Ginny continuait d'énumérer toutes les idées qui lui passaient par la tête : buts importés du stade des Canon de Chudley, tournoi interscolaire, grandes vedettes internationales, buffet d'accueil pour les invités, rien ne semblait impossible ou excessif à ses yeux. Essoufflé, Olivier Dubois trottinait à ses côtés en essayant de prendre des notes, comme elle le lui avait demandé en arrivant sur le terrain de Quidditch – ou plutôt imposé, selon lui.
« Lyska est une excellente partenaire, mais assez dure à la négociation. Bref, je m'arrangerai pour lui faire une offre si alléchante qu'elle ne pourra refuser. Il faudra lui envoyer un hibou au plus vite, elle met des années à répondre parfois. J'écrirai le message et tu te chargeras de négocier un hibou convenable avec Minerva. La majorité des chouettes de l'école ressemblent à des poulets à la retraite qui auraient fait la guerre. » Elle jeta un coup d'œil à celui qu'elle considérait comme son assistant et lui demanda. « C'est bon, tu as tout écrit ? »
Olivier grommela une réponse inaudible et retira avec dextérité l'épine qu'il venait de se planter dans le bas du mollet. C'était la treizième depuis qu'ils avaient commencé leur inspection minutieuse du terrain de Quidditch dans tous les recoins les plus inaccessibles. Il ne comprenait toujours pas l'intérêt d'aller jeter un coup d'œil sous les gradins, où personne ne se rendait jamais, pas même les étudiants en mal de bécotage, mais Ginny semblait y apporter une importance cruciale. Comme s'ils allaient organiser les matchs sous les tribunes… Même pas une heure qu'ils étaient ensemble et elle l'énervait déjà, la rouquine avec ses grands airs.
« Bien, que nous reste-t-il à organiser ? » continua-t-elle avec son aplomb de femme d'affaires.

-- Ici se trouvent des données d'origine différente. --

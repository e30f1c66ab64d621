//! Shared plumbing for checks that evaluate key-value rules against parsed
//! config files: where the files come from, how they are parsed, and how rule
//! outcomes turn into breaches and passes.

use std::collections::BTreeMap;
use std::io;

use camino::{Utf8Path, Utf8PathBuf};
use rayon::prelude::*;
use serde::Deserialize;
use serde_json::Value;
use shipshape_domain::merge::{merge_option, merge_string, merge_vec};
use shipshape_domain::{CheckBase, DataMap, KeyValue, KeyValueOutcome, RunContext};
use shipshape_types::{Breach, KeyValueBreach, KeyValuesBreach};
use tracing::debug;

use crate::files::find_files;

/// Which files a check reads, relative to the project directory.
///
/// Exactly one of `file`, `files` or `pattern` is used, in that order of
/// preference. `pattern` is a regular expression matched against file names
/// under `path`.
#[derive(Clone, Debug, Default, PartialEq, Eq, Deserialize)]
#[serde(rename_all = "kebab-case")]
pub struct FileSource {
    #[serde(default)]
    pub path: String,
    #[serde(default)]
    pub file: String,
    #[serde(default)]
    pub files: Vec<String>,
    #[serde(default)]
    pub pattern: String,
    #[serde(default)]
    pub exclude_pattern: String,
    #[serde(default)]
    pub ignore_missing: Option<bool>,
}

impl FileSource {
    pub fn merge(&mut self, other: &FileSource) {
        merge_string(&mut self.path, &other.path);
        merge_string(&mut self.file, &other.file);
        merge_vec(&mut self.files, &other.files);
        merge_string(&mut self.pattern, &other.pattern);
        merge_string(&mut self.exclude_pattern, &other.exclude_pattern);
        merge_option(&mut self.ignore_missing, &other.ignore_missing);
    }

    fn ignore_missing(&self) -> bool {
        self.ignore_missing.unwrap_or(false)
    }

    /// Reads the configured files into `base`'s data map.
    ///
    /// The data map is always initialised, so a run where every file was
    /// skipped as missing still counts as having data.
    pub fn fetch(&self, base: &mut CheckBase, ctx: &RunContext) {
        base.data_map = Some(DataMap::new());
        let dir = Utf8Path::new(&self.path);

        let targets: Vec<(String, Utf8PathBuf)> = if !self.file.is_empty() {
            vec![(dir.join(&self.file).into_string(), ctx.resolve(dir.join(&self.file)))]
        } else if !self.files.is_empty() {
            self.files
                .iter()
                .map(|f| (dir.join(f).into_string(), ctx.resolve(dir.join(f))))
                .collect()
        } else if !self.pattern.is_empty() {
            match self.find(base, ctx) {
                Some(found) => found,
                None => return,
            }
        } else {
            base.add_breach(Breach::value("no file provided"));
            return;
        };

        let reads: Vec<(String, Utf8PathBuf, io::Result<Vec<u8>>)> = targets
            .into_par_iter()
            .map(|(key, full)| {
                let bytes = std::fs::read(&full);
                (key, full, bytes)
            })
            .collect();

        for (key, full, bytes) in reads {
            match bytes {
                Ok(bytes) => {
                    debug!(file = %full, bytes = bytes.len(), "read config file");
                    base.insert_data(key, bytes);
                }
                Err(e) if e.kind() == io::ErrorKind::NotFound && self.ignore_missing() => {
                    base.add_pass(format!("File {full} does not exist"));
                }
                Err(e) => {
                    base.add_value_breach(format!("error reading file: {full}"), e.to_string());
                }
            }
        }
    }

    fn find(&self, base: &mut CheckBase, ctx: &RunContext) -> Option<Vec<(String, Utf8PathBuf)>> {
        let root = ctx.resolve(&self.path);
        let found = match find_files(&root, &self.pattern, &self.exclude_pattern, &[]) {
            Ok(found) => found,
            Err(e) if e.is_missing() && self.ignore_missing() => {
                base.add_pass(format!("Path {root} does not exist"));
                return None;
            }
            Err(e) => {
                base.add_value_breach(format!("error finding files in path: {root}"), e.to_string());
                return None;
            }
        };

        if found.is_empty() {
            if self.ignore_missing() {
                base.add_pass("no matching config files found");
            } else {
                base.add_breach(Breach::value("no matching yaml files found"));
            }
            return None;
        }

        Some(
            found
                .into_iter()
                .map(|full| {
                    let key = full
                        .strip_prefix(&ctx.project_dir)
                        .map(|rel| rel.as_str().to_string())
                        .unwrap_or_else(|_| full.as_str().to_string());
                    (key, full)
                })
                .collect(),
        )
    }
}

pub(crate) fn parse_yaml(bytes: &[u8]) -> Result<Value, String> {
    if bytes.iter().all(u8::is_ascii_whitespace) {
        return Ok(Value::Null);
    }
    serde_yaml::from_slice(bytes).map_err(|e| e.to_string())
}

pub(crate) fn parse_json(bytes: &[u8]) -> Result<Value, String> {
    serde_json::from_slice(bytes).map_err(|e| e.to_string())
}

/// Parses every entry of `base`'s data map, stopping at the first entry
/// that fails.
///
/// The failure is recorded as a breach labelled `<label>: <source>` and no
/// documents are returned, so nothing is evaluated against a partial set.
pub(crate) fn parse_documents(
    base: &mut CheckBase,
    label: &str,
    parse: fn(&[u8]) -> Result<Value, String>,
) -> BTreeMap<String, Value> {
    let mut documents = BTreeMap::new();
    let mut failure = None;
    for (source, bytes) in base.data() {
        match parse(bytes) {
            Ok(doc) => {
                documents.insert(source.clone(), doc);
            }
            Err(e) => {
                failure = Some((source.clone(), e));
                break;
            }
        }
    }
    match failure {
        Some((source, error)) => {
            base.add_value_breach(format!("{label}: {source}"), error);
            BTreeMap::new()
        }
        None => documents,
    }
}

/// Parses every entry of `base`'s data map and returns the sources that
/// parsed. Each failure becomes its own `<label>: <source>` breach.
pub(crate) fn lint_documents(
    base: &mut CheckBase,
    label: &str,
    parse: fn(&[u8]) -> Result<Value, String>,
) -> Vec<String> {
    let mut valid = Vec::new();
    let mut failures = Vec::new();
    for (source, bytes) in base.data() {
        match parse(bytes) {
            Ok(_) => valid.push(source.clone()),
            Err(e) => failures.push((source.clone(), e)),
        }
    }
    for (source, error) in failures {
        base.add_value_breach(format!("{label}: {source}"), error);
    }
    valid
}

/// Evaluates every rule against every document.
pub(crate) fn evaluate_rules(
    base: &mut CheckBase,
    documents: &BTreeMap<String, Value>,
    rules: &[KeyValue],
) {
    for (source, document) in documents {
        for rule in rules {
            let outcome = rule.check(document);
            report_outcome(base, source, rule, outcome);
        }
    }
}

/// Records one rule outcome for the document identified by `source`.
pub(crate) fn report_outcome(
    base: &mut CheckBase,
    source: &str,
    rule: &KeyValue,
    outcome: KeyValueOutcome,
) {
    match outcome {
        KeyValueOutcome::Error(e) => base.add_breach(Breach::value(e.to_string())),
        KeyValueOutcome::NotFound => base.add_breach(Breach::new(KeyValueBreach {
            key_label: "config".to_string(),
            key: source.to_string(),
            value_label: "key not found".to_string(),
            value: rule.key.clone(),
            expected_value: None,
        })),
        KeyValueOutcome::NotEqual(mismatches) => {
            let actual = mismatches.into_iter().next().unwrap_or_default();
            base.add_breach(Breach::new(KeyValueBreach {
                key_label: source.to_string(),
                key: rule.key.clone(),
                value_label: "actual".to_string(),
                value: actual,
                expected_value: Some(rule.value.clone()),
            }));
        }
        KeyValueOutcome::DisallowedFound(values) => base.add_breach(Breach::new(KeyValuesBreach {
            key_label: "config".to_string(),
            key: source.to_string(),
            value_label: format!("disallowed {}", rule.key),
            values,
        })),
        KeyValueOutcome::Equal if rule.is_list => {
            base.add_pass(format!("[{source}] no disallowed '{}'", rule.key));
        }
        KeyValueOutcome::Equal => {
            base.add_pass(format!("[{source}] '{}' equals '{}'", rule.key, rule.value));
        }
    }
}
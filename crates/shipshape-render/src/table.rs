use shipshape_types::ResultList;

use crate::NO_RESULT;

const PADDING: usize = 3;

/// One row per pass/breach pair, aligned into `NAME STATUS PASSES FAILS`
/// columns. Continuation rows leave name and status blank.
pub fn render_table(list: &ResultList) -> String {
    if list.results.is_empty() {
        return NO_RESULT.to_string();
    }

    let mut rows: Vec<[String; 4]> = vec![[
        "NAME".to_string(),
        "STATUS".to_string(),
        "PASSES".to_string(),
        "FAILS".to_string(),
    ]];
    for result in &list.results {
        let status = result.status.map(|s| s.to_string()).unwrap_or_default();
        let lines = result.passes.len().max(result.breaches.len()).max(1);
        for i in 0..lines {
            let pass = result.passes.get(i).cloned().unwrap_or_default();
            let fail = result
                .breaches
                .get(i)
                .map(ToString::to_string)
                .unwrap_or_default();
            if i == 0 {
                rows.push([result.name.clone(), status.clone(), pass, fail]);
            } else {
                rows.push([String::new(), String::new(), pass, fail]);
            }
        }
    }

    let mut widths = [0usize; 3];
    for row in &rows {
        for (width, cell) in widths.iter_mut().zip(row.iter()) {
            *width = (*width).max(cell.chars().count());
        }
    }

    let mut out = String::new();
    for row in &rows {
        let mut line = String::new();
        for (cell, width) in row.iter().zip(widths.iter()) {
            line.push_str(cell);
            let fill = width + PADDING - cell.chars().count();
            line.extend(std::iter::repeat_n(' ', fill));
        }
        line.push_str(&row[3]);
        out.push_str(line.trim_end());
        out.push('\n');
    }
    out
}

#[cfg(test)]
mod tests {
    use super::*;
    use shipshape_types::{Breach, CheckResult, CheckType, Severity};

    #[test]
    fn empty_run() {
        assert_eq!(render_table(&ResultList::new(false)), NO_RESULT);
    }

    #[test]
    fn aligns_columns_and_adds_continuation_rows() {
        let mut ok = CheckResult::new("ok", CheckType::from("file"), Severity::Normal);
        ok.passes.push("No illegal files".to_string());
        ok.determine_status(false);

        let mut bad = CheckResult::new("site-name", CheckType::from("yaml"), Severity::High);
        bad.passes.push("p1".to_string());
        bad.breaches.push(Breach::value("b1"));
        bad.breaches.push(Breach::value("b2"));
        bad.determine_status(false);

        let mut list = ResultList::new(false);
        list.results = vec![ok, bad];

        let expected = concat!(
            "NAME        STATUS   PASSES             FAILS\n",
            "ok          Pass     No illegal files\n",
            "site-name   Fail     p1                 b1\n",
            "                                        b2\n",
        );
        assert_eq!(render_table(&list), expected);
    }
}
//! The `run` use case: load policy, run every check, produce a result list.

use anyhow::Context;
use camino::Utf8PathBuf;
use shipshape_domain::{RunContext, run_checks};
use shipshape_settings::{Overrides, load_configs, resolve_config};
use shipshape_types::{CheckStatus, ResultList, Severity};
use tracing::info;

/// Input for the audit use case.
#[derive(Clone, Debug)]
pub struct AuditInput<'a> {
    /// `(label, text)` pairs in merge order; the label names the source in
    /// error messages.
    pub sources: &'a [(String, String)],
    pub overrides: Overrides,
}

#[derive(Debug)]
pub struct AuditOutput {
    pub results: ResultList,
    pub project_dir: Utf8PathBuf,
    pub fail_severity: Severity,
}

pub fn run_audit(input: AuditInput<'_>) -> anyhow::Result<AuditOutput> {
    let registry = shipshape_checks::default_registry();
    let cfg = load_configs(
        input.sources.iter().map(|(label, text)| (label.as_str(), text.as_str())),
        &registry,
    )?;
    let resolved = resolve_config(cfg, input.overrides).context("resolve config")?;

    let ctx = RunContext::new(resolved.project_dir.clone());
    let mut checks = resolved.checks;
    info!(
        project_dir = %resolved.project_dir,
        checks = checks.len(),
        remediate = resolved.remediate,
        "starting audit"
    );
    let results = run_checks(&mut checks, &ctx, resolved.remediate);
    info!(
        status = %results.status(),
        breaches = results.total_breaches,
        "audit finished"
    );

    Ok(AuditOutput {
        results,
        project_dir: resolved.project_dir,
        fail_severity: resolved.fail_severity,
    })
}

/// 2 when failures were asked to be fatal and the run has a breach at or
/// above `fail_severity`; 0 otherwise.
pub fn exit_code(results: &ResultList, fail_severity: Severity, error_on_failure: bool) -> i32 {
    if error_on_failure
        && results.status() == CheckStatus::Fail
        && results.breaches_at_or_above(fail_severity) > 0
    {
        2
    } else {
        0
    }
}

« Hum… » Olivier retrouva tant bien que mal la liste des tâches qu'il avait coincée derrière le parchemin noirci sur lequel il prenait des notes – qu'il n'était pas certain de pouvoir relire un jour. Il releva exagérément les pieds en marchant, de peur de chuter sur un ennemi végétal sournois qu'il ne pouvait désormais plus voir. « Nourriture, liste des invités... »
« Trop tôt pour cette partie. » coupa Ginny avec autorité. « Je n'ai pas encore pu budgétiser le meeting, on en reparlera à la fin septembre. »
« Fixer la date et… »
Une racine rebelle accrocha son pied droit avant de s'enrouler amoureusement autour de son mollet nu et de l'attirer silencieusement à elle, le faisant chuter discrètement.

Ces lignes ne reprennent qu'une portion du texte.